The Posada indictment

Along the Malecon has a good summary and discussion of the Posada case, including a timeline of the current case and a link to the new indictment.

As has been reported, the April 8 indictment includes new charges that Posada committed perjury about past terrorist activites. That earned him a charge (Count 3) of impeding a federal investigation involving international terrorism. Two other counts tell you that the government is prepared to show that Posada “had been involved in soliciting other individuals to carry out” the 1997 bombings in Cuba (Count 1), and that he “had arranged to send and sent an individual named Raul Cruz Leon to Cuba to transport and carry explosives into Cuba to carry out said bombings in 1997” (Count 2).

Meanwhile, Mambi Watch reports on a Miami Spanish-language tv station’s poll on the case.

Friday, April 10, 2009

Odds and ends

  • A sign of the times: “This is a time of opportunity. We’re not talking about sitting down for negotiations, but reducing a tone of confrontation and making this about the Cuban people.” – Francisco Hernández, president of the Cuban American National Foundation, quoted in today’s Herald.

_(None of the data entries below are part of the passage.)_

//! Strongly-typed identifiers used across the domain.

use core::str::FromStr;
use serde::{Deserialize, Serialize};
use uuid::Uuid;

use crate::error::DomainError;

/// Identifier of a user (cashier, supervisor, customer).
#[derive(Debug, Copy, Clone, PartialEq, Eq, Hash, PartialOrd, Ord, Serialize, Deserialize)]
#[serde(transparent)]
pub struct UserId(Uuid);

/// Identifier of an aggregate stream.
#[derive(Debug, Copy, Clone, PartialEq, Eq, Hash, PartialOrd, Ord, Serialize, Deserialize)]
#[serde(transparent)]
pub struct AggregateId(Uuid);

/// Identifier of a physical store location.
#[derive(Debug, Copy, Clone, PartialEq, Eq, Hash, PartialOrd, Ord, Serialize, Deserialize)]
#[serde(transparent)]
pub struct BranchId(Uuid);

/// Identifier of a purchasable SKU (size/color combination of a product).
#[derive(Debug, Copy, Clone, PartialEq, Eq, Hash, PartialOrd, Ord, Serialize, Deserialize)]
#[serde(transparent)]
pub struct VariantId(Uuid);

/// Identifier of a catalog product (parent of variants).
#[derive(Debug, Copy, Clone, PartialEq, Eq, Hash, PartialOrd, Ord, Serialize, Deserialize)]
#[serde(transparent)]
pub struct ProductId(Uuid);

macro_rules! impl_uuid_newtype {
    ($t:ty, $name:literal) => {
        impl $t {
            /// Create a new identifier.
            ///
            /// Uses UUIDv7 (time-ordered). Prefer passing IDs explicitly in tests
            /// for determinism.
            pub fn new() -> Self {
                Self(Uuid::now_v7())
            }

            pub fn from_uuid(uuid: Uuid) -> Self {
                Self(uuid)
            }

            pub fn as_uuid(&self) -> &Uuid {
                &self.0
            }
        }

        impl Default for $t {
            fn default() -> Self {
                Self::new()
            }
        }

        impl core::fmt::Display for $t {
            fn fmt(&self, f: &mut core::fmt::Formatter<'_>) -> core::fmt::Result {
                core::fmt::Display::fmt(&self.0, f)
            }
        }

        impl From<Uuid> for $t {
            fn from(value: Uuid) -> Self {
                Self(value)
            }
        }

        impl From<$t> for Uuid {
            fn from(value: $t) -> Self {
                value.0
            }
        }

        impl FromStr for $t {
            type Err = DomainError;

            fn from_str(s: &str) -> Result<Self, Self::Err> {
                let uuid = Uuid::from_str(s)
                    .map_err(|e| DomainError::invalid_id(format!("{}: {}", $name, e)))?;
                Ok(Self(uuid))
            }
        }
    };
}

impl_uuid_newtype!(UserId, "UserId");
impl_uuid_newtype!(AggregateId, "AggregateId");
impl_uuid_newtype!(BranchId, "BranchId");
impl_uuid_newtype!(VariantId, "VariantId");
impl_uuid_newtype!(ProductId, "ProductId");

impl AggregateId {
    /// Deterministic stream id derived from a category and a list of natural keys.
    ///
    /// Used where the natural key is the identity (one stock record per
    /// variant x branch), so two writers always address the same stream.
    pub fn derived(category: &str, keys: &[&Uuid]) -> Self {
        let mut name = Vec::with_capacity(category.len() + keys.len() * 16);
        name.extend_from_slice(category.as_bytes());
        for key in keys {
            name.extend_from_slice(key.as_bytes());
        }
        Self(Uuid::new_v5(&Uuid::NAMESPACE_OID, &name))
    }
}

  • Reuters: Cuba reports that its state-run nickel plants are close to operating at a loss, with prices down 80 percent since 2007.

The Cuba "distraction"

President Obama’s summit coordinator doesn’t want next week’s Trinidad summit to be “distracted by the Cuba issue.” Fair enough – but if the Obama foreign policy is about “listening” to friends and allies, as Vice President Biden says, and if the entire democratic hemisphere is calling on Washington to change its approach to Cuba, how to avoid the “distraction?”

Here’s a suggestion: by listening, and also responding.

President Obama has expressed willingness to enter some kind of diplomacy with Cuba, so he could define what he means by that, and announce an intention to talk with Cuba about controlling migration and drug trafficking, and protecting the maritime environment. He could open up contacts between our societies, beyond his apparent intention to remove all restrictions on Cuban American travel. And he could make clear that everything else is under review, as his Secretary of State has said.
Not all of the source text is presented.